Exercise objective — Scan the lines below for "usize" and copy the matches.

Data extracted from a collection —
* * *

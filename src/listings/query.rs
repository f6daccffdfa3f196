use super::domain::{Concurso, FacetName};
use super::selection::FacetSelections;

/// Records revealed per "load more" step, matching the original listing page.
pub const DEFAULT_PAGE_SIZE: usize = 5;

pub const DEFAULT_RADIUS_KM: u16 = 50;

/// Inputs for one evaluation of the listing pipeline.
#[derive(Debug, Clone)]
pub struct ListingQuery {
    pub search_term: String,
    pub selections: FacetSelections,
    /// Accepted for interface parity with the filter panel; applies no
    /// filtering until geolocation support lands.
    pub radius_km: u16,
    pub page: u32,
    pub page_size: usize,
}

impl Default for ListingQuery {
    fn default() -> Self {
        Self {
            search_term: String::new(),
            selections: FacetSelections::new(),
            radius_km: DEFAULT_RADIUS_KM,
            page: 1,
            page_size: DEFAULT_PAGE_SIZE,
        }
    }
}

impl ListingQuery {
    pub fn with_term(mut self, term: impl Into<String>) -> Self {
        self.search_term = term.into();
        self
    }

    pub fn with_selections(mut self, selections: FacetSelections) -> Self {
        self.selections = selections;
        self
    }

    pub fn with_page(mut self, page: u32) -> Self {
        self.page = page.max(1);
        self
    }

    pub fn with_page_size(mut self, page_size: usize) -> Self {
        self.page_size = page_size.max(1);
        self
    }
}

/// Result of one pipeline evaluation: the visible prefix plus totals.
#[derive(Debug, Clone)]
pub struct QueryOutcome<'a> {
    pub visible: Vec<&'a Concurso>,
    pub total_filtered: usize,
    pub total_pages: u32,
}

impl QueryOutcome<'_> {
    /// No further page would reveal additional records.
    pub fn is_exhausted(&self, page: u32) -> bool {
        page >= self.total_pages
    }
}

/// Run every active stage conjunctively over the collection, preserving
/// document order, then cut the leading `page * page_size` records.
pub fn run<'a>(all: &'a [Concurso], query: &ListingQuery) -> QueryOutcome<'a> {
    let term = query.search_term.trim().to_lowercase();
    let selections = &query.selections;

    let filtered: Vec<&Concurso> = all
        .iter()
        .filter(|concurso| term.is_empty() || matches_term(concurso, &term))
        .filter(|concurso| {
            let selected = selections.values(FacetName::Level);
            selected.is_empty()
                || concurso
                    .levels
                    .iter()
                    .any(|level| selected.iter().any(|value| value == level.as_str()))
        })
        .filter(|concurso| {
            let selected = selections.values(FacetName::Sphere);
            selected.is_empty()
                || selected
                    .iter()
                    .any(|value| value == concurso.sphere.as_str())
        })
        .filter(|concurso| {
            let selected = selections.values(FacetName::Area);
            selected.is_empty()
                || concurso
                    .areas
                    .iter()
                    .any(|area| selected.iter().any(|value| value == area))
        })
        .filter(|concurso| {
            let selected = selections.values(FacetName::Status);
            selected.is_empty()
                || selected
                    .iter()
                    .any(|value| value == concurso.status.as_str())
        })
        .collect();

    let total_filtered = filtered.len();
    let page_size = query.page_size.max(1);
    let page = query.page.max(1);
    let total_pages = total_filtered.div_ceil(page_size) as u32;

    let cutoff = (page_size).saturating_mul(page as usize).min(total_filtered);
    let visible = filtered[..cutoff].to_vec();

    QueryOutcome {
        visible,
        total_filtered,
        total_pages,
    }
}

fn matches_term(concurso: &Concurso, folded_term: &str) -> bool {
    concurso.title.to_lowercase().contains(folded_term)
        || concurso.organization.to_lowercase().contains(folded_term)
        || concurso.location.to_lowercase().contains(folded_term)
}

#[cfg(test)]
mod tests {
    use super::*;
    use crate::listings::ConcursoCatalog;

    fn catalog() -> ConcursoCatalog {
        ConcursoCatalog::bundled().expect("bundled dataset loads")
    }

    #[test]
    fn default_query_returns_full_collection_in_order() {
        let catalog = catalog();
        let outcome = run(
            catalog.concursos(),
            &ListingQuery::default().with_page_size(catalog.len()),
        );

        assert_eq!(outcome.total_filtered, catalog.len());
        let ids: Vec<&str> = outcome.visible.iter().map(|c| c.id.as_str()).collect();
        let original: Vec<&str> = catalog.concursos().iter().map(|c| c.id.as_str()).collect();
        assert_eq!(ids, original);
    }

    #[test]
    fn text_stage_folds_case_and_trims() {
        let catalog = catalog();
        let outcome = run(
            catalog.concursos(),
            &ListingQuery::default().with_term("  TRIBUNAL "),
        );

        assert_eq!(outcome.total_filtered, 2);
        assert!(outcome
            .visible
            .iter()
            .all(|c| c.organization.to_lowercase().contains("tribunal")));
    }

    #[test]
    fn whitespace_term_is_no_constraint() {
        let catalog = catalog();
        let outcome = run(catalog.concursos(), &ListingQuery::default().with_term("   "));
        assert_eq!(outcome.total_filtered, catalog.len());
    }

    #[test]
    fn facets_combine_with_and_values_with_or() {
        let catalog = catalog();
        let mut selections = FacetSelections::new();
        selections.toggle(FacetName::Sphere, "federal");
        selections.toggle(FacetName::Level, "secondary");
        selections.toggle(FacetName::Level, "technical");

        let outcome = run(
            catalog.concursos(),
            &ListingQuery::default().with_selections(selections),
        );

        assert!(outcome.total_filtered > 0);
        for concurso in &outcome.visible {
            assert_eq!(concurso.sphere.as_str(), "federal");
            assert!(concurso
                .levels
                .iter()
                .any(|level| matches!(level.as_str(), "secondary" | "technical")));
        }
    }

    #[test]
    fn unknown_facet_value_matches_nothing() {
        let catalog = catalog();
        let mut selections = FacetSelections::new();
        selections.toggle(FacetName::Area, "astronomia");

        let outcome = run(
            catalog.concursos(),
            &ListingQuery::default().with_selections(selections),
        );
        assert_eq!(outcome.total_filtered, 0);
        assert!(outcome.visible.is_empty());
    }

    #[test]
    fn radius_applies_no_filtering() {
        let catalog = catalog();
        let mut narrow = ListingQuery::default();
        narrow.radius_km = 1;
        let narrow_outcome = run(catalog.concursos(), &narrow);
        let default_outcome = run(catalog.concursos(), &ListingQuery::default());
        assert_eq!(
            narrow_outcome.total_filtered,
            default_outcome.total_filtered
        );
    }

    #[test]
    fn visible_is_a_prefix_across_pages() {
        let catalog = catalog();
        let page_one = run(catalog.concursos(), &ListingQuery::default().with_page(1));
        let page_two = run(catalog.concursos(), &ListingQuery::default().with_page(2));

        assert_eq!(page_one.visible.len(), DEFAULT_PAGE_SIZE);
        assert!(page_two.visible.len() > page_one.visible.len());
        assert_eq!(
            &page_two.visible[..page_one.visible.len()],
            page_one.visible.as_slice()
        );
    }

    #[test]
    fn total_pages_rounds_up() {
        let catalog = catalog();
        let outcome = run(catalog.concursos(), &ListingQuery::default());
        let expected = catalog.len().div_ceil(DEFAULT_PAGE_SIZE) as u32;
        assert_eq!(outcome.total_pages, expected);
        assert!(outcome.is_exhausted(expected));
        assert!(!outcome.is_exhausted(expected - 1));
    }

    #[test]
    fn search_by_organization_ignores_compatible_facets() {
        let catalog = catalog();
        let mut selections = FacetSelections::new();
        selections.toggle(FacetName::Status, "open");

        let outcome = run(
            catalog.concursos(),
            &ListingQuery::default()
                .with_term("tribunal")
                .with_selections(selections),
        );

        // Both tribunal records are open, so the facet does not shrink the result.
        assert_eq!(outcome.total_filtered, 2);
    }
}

* * *

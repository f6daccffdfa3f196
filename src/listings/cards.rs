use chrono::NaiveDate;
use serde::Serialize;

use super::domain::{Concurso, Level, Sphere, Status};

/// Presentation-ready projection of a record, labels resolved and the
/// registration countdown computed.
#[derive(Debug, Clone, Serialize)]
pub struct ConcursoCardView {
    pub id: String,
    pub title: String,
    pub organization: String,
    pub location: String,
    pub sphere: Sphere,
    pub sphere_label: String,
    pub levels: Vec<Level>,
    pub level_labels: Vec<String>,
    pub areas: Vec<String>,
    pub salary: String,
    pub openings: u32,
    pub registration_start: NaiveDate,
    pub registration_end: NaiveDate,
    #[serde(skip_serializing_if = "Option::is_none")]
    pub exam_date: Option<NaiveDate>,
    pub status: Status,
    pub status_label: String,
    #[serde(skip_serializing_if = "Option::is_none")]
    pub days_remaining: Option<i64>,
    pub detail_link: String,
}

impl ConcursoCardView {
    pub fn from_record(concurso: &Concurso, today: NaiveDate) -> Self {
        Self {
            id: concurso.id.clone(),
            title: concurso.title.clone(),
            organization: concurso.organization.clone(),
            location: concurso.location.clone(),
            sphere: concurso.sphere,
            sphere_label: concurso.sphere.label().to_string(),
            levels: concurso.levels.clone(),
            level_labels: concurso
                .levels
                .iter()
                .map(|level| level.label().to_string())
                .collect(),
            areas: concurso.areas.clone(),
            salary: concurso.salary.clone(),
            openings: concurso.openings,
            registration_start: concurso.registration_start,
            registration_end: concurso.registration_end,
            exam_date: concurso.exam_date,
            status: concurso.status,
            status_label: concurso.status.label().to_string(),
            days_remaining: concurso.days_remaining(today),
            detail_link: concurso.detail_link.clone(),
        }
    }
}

* * *

Response below —
pub const DEFAULT_PAGE_SIZE: usize = 5;
    pub page_size: usize,
    pub fn with_page_size(mut self, page_size: usize) -> Self {
    pub total_filtered: usize,
    let cutoff = (page_size).saturating_mul(page as usize).min(total_filtered);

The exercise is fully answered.